This dataset was made to test the presence of the bacteria H. influenzae in children with otitis media in the Northern Territory of Australia. Dr A. Leach tested the effects of a drug on 50 children with a history of otitis media in the Northern Territory of Australia. The children were randomized to the drug or a placebo. The presence of H. influenzae was checked at weeks 0, 2, 4, 6 and 11: 30 of the checks were missing and are not included in this data frame.

Click here to see the solution!

# Challenge 1 - Solution

# Fit models (full to most parsimonious)
model.bact1 <- glm(y ~ trt * week, data = bacteria, family = binomial)
model.bact2 <- glm(y ~ trt + week, data = bacteria, family = binomial)
model.bact3 <- glm(y ~ week, data = bacteria, family = binomial)

# Let's compare these models using a likelihood ratio test (LRT).
anova(model.bact1, model.bact2, model.bact3, test = "LRT")

## Analysis of Deviance Table
## 
## Model 1: y ~ trt * week
## Model 2: y ~ trt + week
## Model 3: y ~ week
##   Resid. Df Resid.
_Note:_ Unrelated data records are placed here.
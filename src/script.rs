use std::fmt;
use std::str::FromStr;

/// One scripted CPU write, given on the command line as `ADDR=DATA` in hex.
#[derive(Debug, Clone, Copy, PartialEq, Eq)]
pub struct BusWrite {
    pub addr: u16,
    pub data: u8,
}

fn parse_hex<T>(text: &str, what: &str) -> Result<T, String>
where
    T: TryFrom<u32>,
{
    let digits = text
        .trim()
        .trim_start_matches("0x")
        .trim_start_matches("0X")
        .trim_start_matches('$');
    let value = u32::from_str_radix(digits, 16)
        .map_err(|e| format!("invalid {what} {text:?}: {e}"))?;
    T::try_from(value).map_err(|_| format!("{what} {text:?} is out of range"))
}

impl FromStr for BusWrite {
    type Err = String;

    fn from_str(s: &str) -> Result<Self, Self::Err> {
        let (addr, data) = s
            .split_once('=')
            .ok_or_else(|| format!("expected ADDR=DATA, got {s:?}"))?;
        Ok(Self {
            addr: parse_hex(addr, "address")?,
            data: parse_hex(data, "data byte")?,
        })
    }
}

impl fmt::Display for BusWrite {
    fn fmt(&self, f: &mut fmt::Formatter<'_>) -> fmt::Result {
        write!(f, "{:04X}={:02X}", self.addr, self.data)
    }
}
use std::fs;

use gbmapper::{
    config::{self, CliConfig},
    persist, report,
};
use gbmapper_core::Cartridge;
use tempfile::tempdir;

fn rom_image(cart_type: u8, ram_size: u8, banks: usize) -> Vec<u8> {
    let mut rom = vec![0u8; banks * 0x4000];
    rom[0x0134..0x0139].copy_from_slice(b"HOSTS");
    rom[0x0147] = cart_type;
    rom[0x0149] = ram_size;
    rom
}

fn loaded(cart_type: u8, ram_size: u8) -> Cartridge {
    let mut cart = Cartridge::new();
    cart.load_rom(&rom_image(cart_type, ram_size, 4), false, false)
        .unwrap();
    cart
}

#[test]
fn config_reads_all_keys() {
    let dir = tempdir().unwrap();
    let path = dir.path().join("config.toml");
    fs::write(
        &path,
        "force_dmg = true\nmulticart_compat = true\ncheats = \"AB1-50F\"\n",
    )
    .unwrap();

    let cfg = config::load_from_file(&path);
    assert!(cfg.force_dmg);
    assert!(cfg.multicart_compat);
    assert_eq!(cfg.cheats.as_deref(), Some("AB1-50F"));
}

#[test]
fn config_missing_keys_use_defaults() {
    let dir = tempdir().unwrap();
    let path = dir.path().join("config.toml");
    fs::write(&path, "multicart_compat = true\n").unwrap();

    let cfg = config::load_from_file(&path);
    assert_eq!(
        cfg,
        CliConfig {
            multicart_compat: true,
            ..CliConfig::default()
        }
    );
}

#[test]
fn config_falls_back_on_missing_or_broken_file() {
    let dir = tempdir().unwrap();
    assert_eq!(
        config::load_from_file(&dir.path().join("absent.toml")),
        CliConfig::default()
    );

    let path = dir.path().join("broken.toml");
    fs::write(&path, "force_dmg = \"maybe\"").unwrap();
    assert_eq!(config::load_from_file(&path), CliConfig::default());
}

#[test]
fn default_config_path_names_the_tool() {
    let path = config::default_config_path();
    assert!(path.ends_with("config.toml"));
}

#[test]
fn battery_ram_and_rtc_roundtrip_through_files() {
    let dir = tempdir().unwrap();
    let rom = dir.path().join("game.gbc");

    let mut cart = loaded(0x10, 0x03);
    cart.save_data_mut().unwrap()[0x10] = 0x42;
    persist::store(&cart, &rom).unwrap();
    assert_eq!(fs::read(dir.path().join("game.sav")).unwrap().len(), 4 * 0x2000);
    assert_eq!(fs::read(dir.path().join("game.rtc")).unwrap().len(), 8);

    let mut fresh = loaded(0x10, 0x03);
    assert!(persist::load_save(&mut fresh, &rom).unwrap());
    assert!(persist::load_rtc(&mut fresh, &rom).unwrap());
    assert_eq!(fresh.save_data().unwrap()[0x10], 0x42);
    assert_eq!(fresh.rtc().base_time(), cart.rtc().base_time());
}

#[test]
fn missing_save_files_are_not_errors() {
    let dir = tempdir().unwrap();
    let rom = dir.path().join("game.gb");
    let mut cart = loaded(0x10, 0x03);
    assert!(!persist::load_save(&mut cart, &rom).unwrap());
    assert!(!persist::load_rtc(&mut cart, &rom).unwrap());
}

#[test]
fn carts_without_battery_write_nothing() {
    let dir = tempdir().unwrap();
    let rom = dir.path().join("game.gb");
    let cart = loaded(0x02, 0x02);
    persist::store(&cart, &rom).unwrap();
    assert!(!persist::save_path(&rom).exists());
    assert!(!persist::rtc_path(&rom).exists());
}

#[test]
fn short_rtc_file_is_rejected() {
    let dir = tempdir().unwrap();
    let rom = dir.path().join("game.gb");
    fs::write(persist::rtc_path(&rom), [1, 2, 3]).unwrap();
    let mut cart = loaded(0x0F, 0x00);
    assert!(persist::load_rtc(&mut cart, &rom).is_err());
}

#[test]
fn summary_shows_current_mapping() {
    let mut cart = loaded(0x13, 0x03);
    cart.mbc_write(0x0000, 0x0A);
    cart.mbc_write(0x2000, 0x03);
    cart.mbc_write(0x4000, 0x02);

    let text = report::summary(&cart);
    assert!(text.contains("HOSTS"));
    assert!(text.contains("MBC3 (type 0x13)"));
    assert!(text.contains("4000-7FFF:  bank 0x03"));
    assert!(text.contains("A000-BFFF:  bank 0x02"));
    assert!(!text.contains("Cheats"));
}
use std::path::{Path, PathBuf};

use log::warn;
use serde::{Deserialize, Serialize};

#[derive(Debug, Clone, Serialize, Deserialize, Default, PartialEq, Eq)]
#[serde(default)]
pub struct CliConfig {
    /// Treat CGB-capable ROMs as DMG-only.
    pub force_dmg: bool,
    /// Emulate the MBC1 64-bank multicart wiring when the header fits.
    pub multicart_compat: bool,
    /// `;`-separated Game Genie codes applied after load.
    pub cheats: Option<String>,
}

pub fn default_config_path() -> PathBuf {
    #[cfg(target_os = "windows")]
    {
        if let Some(appdata) = std::env::var_os("APPDATA") {
            return PathBuf::from(appdata).join("gbmapper").join("config.toml");
        }
    }

    if let Some(xdg) = std::env::var_os("XDG_CONFIG_HOME") {
        return PathBuf::from(xdg).join("gbmapper").join("config.toml");
    }

    if let Some(home) = std::env::var_os("HOME") {
        return PathBuf::from(home)
            .join(".config")
            .join("gbmapper")
            .join("config.toml");
    }

    PathBuf::from("config.toml")
}

pub fn load_from_file(path: &Path) -> CliConfig {
    let text = match std::fs::read_to_string(path) {
        Ok(s) => s,
        Err(_) => return CliConfig::default(),
    };

    match toml::from_str::<CliConfig>(&text) {
        Ok(cfg) => cfg,
        Err(e) => {
            warn!(
                "Failed to parse config {}: {e}; using defaults",
                path.display()
            );
            CliConfig::default()
        }
    }
}
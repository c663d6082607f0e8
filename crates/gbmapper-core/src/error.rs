use std::io;

use thiserror::Error;

/// Reasons a ROM image can be rejected by [`crate::Cartridge::load_rom`].
///
/// A failed load leaves the previously loaded cartridge (if any) untouched.
#[derive(Debug, Error)]
pub enum LoadError {
    #[error("ROM image is too small ({size:#x} bytes, need at least {min:#x})")]
    TooSmall { size: usize, min: usize },

    #[error("{name} cartridges are not supported (type byte {code:#04x})")]
    UnsupportedMapper { code: u8, name: &'static str },

    #[error("unknown cartridge type byte {0:#04x}; corrupt or unsupported ROM")]
    UnknownMapper(u8),

    #[error("failed to read ROM image: {0}")]
    Io(#[from] io::Error),
}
Dev Df Deviance Pr(>Chi)  
## 1       214     203.12                       
## 2       216     203.81 -2  -0.6854  0.70984  
## 3       218     210.91 -2  -7.1026  0.02869 *
## ---
## Signif. codes:  0 '***' 0.001 '**' 0.01 '*' 0.05 '.' 0.1 ' ' 1

# Which model is the best candidate?

Based on these results, we select model #2 as the best candidate to model these data.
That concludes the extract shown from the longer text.